Required action.
Check each line below for the word "Result" and give the count alone.

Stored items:
# # # # # # #

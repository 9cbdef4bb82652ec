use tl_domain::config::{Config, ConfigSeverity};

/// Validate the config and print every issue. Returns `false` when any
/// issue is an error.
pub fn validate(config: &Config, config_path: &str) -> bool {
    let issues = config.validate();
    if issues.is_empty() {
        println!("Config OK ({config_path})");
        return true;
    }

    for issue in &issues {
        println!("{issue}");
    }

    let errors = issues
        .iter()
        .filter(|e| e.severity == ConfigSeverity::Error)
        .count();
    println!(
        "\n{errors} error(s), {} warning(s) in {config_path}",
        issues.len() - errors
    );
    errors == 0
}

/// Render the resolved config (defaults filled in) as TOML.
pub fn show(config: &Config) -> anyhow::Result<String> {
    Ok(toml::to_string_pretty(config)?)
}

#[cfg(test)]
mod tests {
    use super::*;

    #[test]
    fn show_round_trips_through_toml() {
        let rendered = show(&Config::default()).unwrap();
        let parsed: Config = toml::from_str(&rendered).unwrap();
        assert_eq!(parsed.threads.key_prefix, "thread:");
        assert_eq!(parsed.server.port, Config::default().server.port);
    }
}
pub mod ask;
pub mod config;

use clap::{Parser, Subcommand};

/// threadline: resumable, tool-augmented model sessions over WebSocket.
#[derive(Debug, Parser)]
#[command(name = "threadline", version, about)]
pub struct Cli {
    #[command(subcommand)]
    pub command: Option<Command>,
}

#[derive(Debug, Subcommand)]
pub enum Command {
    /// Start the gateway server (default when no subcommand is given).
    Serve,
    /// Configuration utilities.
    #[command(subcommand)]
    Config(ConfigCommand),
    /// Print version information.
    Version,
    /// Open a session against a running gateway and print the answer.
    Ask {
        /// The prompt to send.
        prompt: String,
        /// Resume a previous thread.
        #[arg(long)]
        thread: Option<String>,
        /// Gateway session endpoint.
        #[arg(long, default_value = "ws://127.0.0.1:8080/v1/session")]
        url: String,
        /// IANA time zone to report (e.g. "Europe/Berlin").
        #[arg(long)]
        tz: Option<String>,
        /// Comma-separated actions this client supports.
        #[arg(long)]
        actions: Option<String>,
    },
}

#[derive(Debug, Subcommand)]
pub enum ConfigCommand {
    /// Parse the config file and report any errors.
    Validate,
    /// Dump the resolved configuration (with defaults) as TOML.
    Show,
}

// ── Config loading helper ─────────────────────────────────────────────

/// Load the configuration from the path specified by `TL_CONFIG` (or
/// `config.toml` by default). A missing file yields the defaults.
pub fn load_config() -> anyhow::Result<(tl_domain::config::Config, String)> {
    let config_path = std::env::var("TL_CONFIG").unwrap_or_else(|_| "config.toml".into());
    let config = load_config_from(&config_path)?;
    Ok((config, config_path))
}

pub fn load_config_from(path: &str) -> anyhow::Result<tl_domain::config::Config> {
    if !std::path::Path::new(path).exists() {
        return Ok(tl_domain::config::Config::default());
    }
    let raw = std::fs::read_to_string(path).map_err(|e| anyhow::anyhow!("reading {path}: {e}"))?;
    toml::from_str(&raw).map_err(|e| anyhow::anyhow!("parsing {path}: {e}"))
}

# # # # # # #

Task solution.
3